Faced with dwindling official TV audiences Premier League chiefs have been jolted into action in a bid to shut down illegal streaming sites which fans are increasingly turning to.
The sporting body is enlisting the help of police forces within the UK and abroad, as well as working with ISP’s to curb access in the midst of growing concern that the sport's lucrative TV rights deals could now be imperiled.
Piracy has grown from a niche concern to a mainstream headache for authorities with the proliferation of apps and set top boxes capable of hijacking feeds from matches, with estimates that hundreds of thousands of fans now view games in this way for free.
Speaking to the Guardian, a Premier League spokesman said: “Like other sports and creative industries our model is predicated on the ability to market and sell rights and protect our intellectual property.

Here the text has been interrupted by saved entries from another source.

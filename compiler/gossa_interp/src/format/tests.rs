use pretty_assertions::assert_eq;

use super::*;

#[test]
fn shortest_floats_match_go() {
    let cases: &[(f64, &str)] = &[
        (3.14, "3.14"),
        (100.0, "100"),
        (123_456.0, "123456"),
        (1_234_567.0, "1.234567e+06"),
        (1e21, "1e+21"),
        (0.0001, "0.0001"),
        (0.00001, "1e-05"),
        (-2.5, "-2.5"),
        (0.0, "0"),
        (f64::INFINITY, "+Inf"),
        (f64::NAN, "NaN"),
    ];
    for &(f, want) in cases {
        assert_eq!(format_float_g(f, None, false), want, "{f}");
    }
    assert_eq!(format_float_g(f64::from(0.1f32), None, true), "0.1");
}

#[test]
fn float32_shortest_uses_single_precision_digits() {
    assert_eq!(format_float_g(f64::from(1.1f32), None, true), "1.1");
    assert_eq!(format_float_g(f64::from(1.1f32), None, false), "1.100000023841858");
    assert_eq!(format_float_g(f64::from(16_777_216f32), None, true), "1.6777216e+07");
}

#[test]
fn precision_floats() {
    assert_eq!(format_float_f(3.14159, Some(2)), "3.14");
    assert_eq!(format_float_f(2.0, None), "2.000000");
    assert_eq!(format_float_e(1234.5678, Some(2)), "1.23e+03");
    assert_eq!(format_float_g(1.0, Some(3), false), "1");
    assert_eq!(format_float_g(123_456.0, Some(3), false), "1.23e+05");
    assert_eq!(format_float_g(f64::from(1.1f32), Some(3), true), "1.1");
    assert_eq!(runtime_float(1.5), "+1.500000e+000");
    assert_eq!(runtime_float(-0.25), "-2.500000e-001");
}

#[test]
fn quoting() {
    assert_eq!(quote(b"hi\n"), r#""hi\n""#);
    assert_eq!(quote("say \"x\"".as_bytes()), r#""say \"x\"""#);
    assert_eq!(quote("héllo".as_bytes()), "\"héllo\"");
    assert_eq!(quote(&[0xff]), r#""\xff""#);
    assert_eq!(quote(b"\x01"), r#""\x01""#);
    assert_eq!(quote_rune(i64::from(b'a')), "'a'");
    assert_eq!(quote_rune(i64::from(b'\'')), r"'\''");
}

#[test]
fn padding() {
    assert_eq!(pad("42", 5, false, false), "   42");
    assert_eq!(pad("42", 5, true, false), "42   ");
    assert_eq!(pad("-42", 5, false, true), "-0042");
    assert_eq!(pad("long", 2, false, false), "long");
}

#[test]
fn parses_directives() {
    let pieces = parse_format(b"x=%-5d|%+.2f%%%v%");
    assert_eq!(pieces.len(), 7);
    assert_eq!(pieces[0], Piece::Lit(b"x=".to_vec()));
    let Piece::Verb(d) = &pieces[1] else {
        panic!("expected a verb");
    };
    assert!(d.minus);
    assert_eq!(d.width, Count::Lit(5));
    assert_eq!(d.verb, 'd');
    let Piece::Verb(f) = &pieces[3] else {
        panic!("expected a verb");
    };
    assert!(f.plus);
    assert_eq!(f.prec, Count::Lit(2));
    assert_eq!(pieces[4], Piece::Lit(b"%".to_vec()));
    assert!(matches!(&pieces[5], Piece::Verb(v) if v.verb == 'v'));
    assert_eq!(pieces[6], Piece::NoVerb);
}

#[test]
fn integer_bases() {
    let d = Directive {
        sharp: true,
        ..Directive::default()
    };
    assert_eq!(format_int(false, 255, 'x', &d), "0xff");
    assert_eq!(format_int(true, 5, 'b', &Directive::default()), "-101");
    assert_eq!(format_int(false, 8, 'o', &d), "010");
    assert_eq!(hex_bytes(b"hi", false, false), "6869");
}
//! Type index handle.
//!
//! `Idx` is the only type representation. Every type lives in the [`Pool`]
//! and is referenced by its 32-bit index. Structural types are hash-consed,
//! so type identity is index equality.
//!
//! [`Pool`]: crate::Pool

use std::fmt;

/// A 32-bit index into the type pool.
#[derive(Copy, Clone, Eq, PartialEq, Hash, PartialOrd, Ord)]
#[repr(transparent)]
pub struct Idx(u32);

impl Idx {
    // === Basic types (indices 0-25) ===
    // Pre-interned at pool creation, in this order.

    /// Result of a failed type check; never produced by a well-typed tree.
    pub const INVALID: Self = Self(0);
    pub const BOOL: Self = Self(1);
    pub const INT: Self = Self(2);
    pub const INT8: Self = Self(3);
    pub const INT16: Self = Self(4);
    pub const INT32: Self = Self(5);
    pub const INT64: Self = Self(6);
    pub const UINT: Self = Self(7);
    pub const UINT8: Self = Self(8);
    pub const UINT16: Self = Self(9);
    pub const UINT32: Self = Self(10);
    pub const UINT64: Self = Self(11);
    pub const UINTPTR: Self = Self(12);
    pub const FLOAT32: Self = Self(13);
    pub const FLOAT64: Self = Self(14);
    pub const COMPLEX64: Self = Self(15);
    pub const COMPLEX128: Self = Self(16);
    pub const STRING: Self = Self(17);
    pub const UNSAFE_POINTER: Self = Self(18);
    pub const UNTYPED_BOOL: Self = Self(19);
    pub const UNTYPED_INT: Self = Self(20);
    pub const UNTYPED_RUNE: Self = Self(21);
    pub const UNTYPED_FLOAT: Self = Self(22);
    pub const UNTYPED_COMPLEX: Self = Self(23);
    pub const UNTYPED_STRING: Self = Self(24);
    pub const UNTYPED_NIL: Self = Self(25);

    /// `byte` is an alias of `uint8`.
    pub const BYTE: Self = Self::UINT8;
    /// `rune` is an alias of `int32`.
    pub const RUNE: Self = Self::INT32;

    // === Predeclared compound types (indices 26-31) ===

    /// The empty tuple: result type of a call with no results.
    pub const EMPTY_TUPLE: Self = Self(26);
    /// `func() string`, the signature of `Error`.
    pub const ERROR_SIG: Self = Self(27);
    /// `interface{ Error() string }`
    pub const ERROR_IFACE: Self = Self(28);
    /// `interface{}` (also spelled `any`).
    pub const ANY: Self = Self(29);
    /// The predeclared `error` named type.
    pub const ERROR: Self = Self(30);
    /// `runtime.Error`: the dynamic type of panics raised by the interpreter
    /// itself (index out of range, nil map write, ...).
    pub const RUNTIME_ERROR: Self = Self(31);

    // === Reserved Range (32-63) ===

    /// First index for dynamically allocated types.
    pub const FIRST_DYNAMIC: u32 = 64;

    /// Number of basic types.
    pub const BASIC_COUNT: u32 = 26;

    /// Sentinel value indicating no type (an unset named underlying, an
    /// interface without a type set).
    pub const NONE: Self = Self(u32::MAX);

    /// Create an index from a raw u32 value.
    #[inline]
    pub const fn from_raw(raw: u32) -> Self {
        Self(raw)
    }

    /// Get the raw u32 value.
    #[inline]
    pub const fn raw(self) -> u32 {
        self.0
    }

    /// Get the index as `usize`.
    #[inline]
    pub const fn index(self) -> usize {
        self.0 as usize
    }

    /// Check if this is one of the pre-interned basic types.
    #[inline]
    pub const fn is_basic(self) -> bool {
        self.0 < Self::BASIC_COUNT
    }

    /// Check if this is the NONE sentinel.
    #[inline]
    pub const fn is_none(self) -> bool {
        self.0 == u32::MAX
    }

    /// Go spelling of a basic type, `None` for everything else.
    #[inline]
    pub const fn basic_name(self) -> Option<&'static str> {
        Some(match self.0 {
            0 => "invalid type",
            1 => "bool",
            2 => "int",
            3 => "int8",
            4 => "int16",
            5 => "int32",
            6 => "int64",
            7 => "uint",
            8 => "uint8",
            9 => "uint16",
            10 => "uint32",
            11 => "uint64",
            12 => "uintptr",
            13 => "float32",
            14 => "float64",
            15 => "complex64",
            16 => "complex128",
            17 => "string",
            18 => "unsafe.Pointer",
            19 => "untyped bool",
            20 => "untyped int",
            21 => "untyped rune",
            22 => "untyped float",
            23 => "untyped complex",
            24 => "untyped string",
            25 => "untyped nil",
            _ => return None,
        })
    }
}

impl fmt::Debug for Idx {
    fn fmt(&self, f: &mut fmt::Formatter<'_>) -> fmt::Result {
        if let Some(name) = self.basic_name() {
            write!(f, "Idx({name})")
        } else if self.is_none() {
            write!(f, "Idx::NONE")
        } else {
            write!(f, "Idx({})", self.0)
        }
    }
}

#[cfg(test)]
mod tests {
    use super::*;

    #[test]
    fn aliases_share_indices() {
        assert_eq!(Idx::BYTE, Idx::UINT8);
        assert_eq!(Idx::RUNE, Idx::INT32);
    }

    #[test]
    fn basic_range() {
        assert!(Idx::UNTYPED_NIL.is_basic());
        assert!(!Idx::ERROR.is_basic());
        assert_eq!(Idx::UINTPTR.basic_name(), Some("uintptr"));
        assert_eq!(Idx::ANY.basic_name(), None);
        assert!(Idx::NONE.is_none());
    }

    #[test]
    fn debug_names_basics() {
        assert_eq!(format!("{:?}", Idx::STRING), "Idx(string)");
        assert_eq!(format!("{:?}", Idx::from_raw(70)), "Idx(70)");
    }
}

It is because of this that clubs can invest in and develop talented players, build world-class stadiums, support the English football pyramid and schools and communities across the country – all things that fans enjoy and wider society benefits from.”
On the ground this has seen a number of raids undertaken in the north west targeting individuals connected with the sale and distribution of ‘Kodi-boxes’, a piracy enabling device. This activity has extended overseas with the seizure of ISP equipment in Spain as well as the legal sphere, with a landmark UK court ruling enabling ISP’s to block entire servers.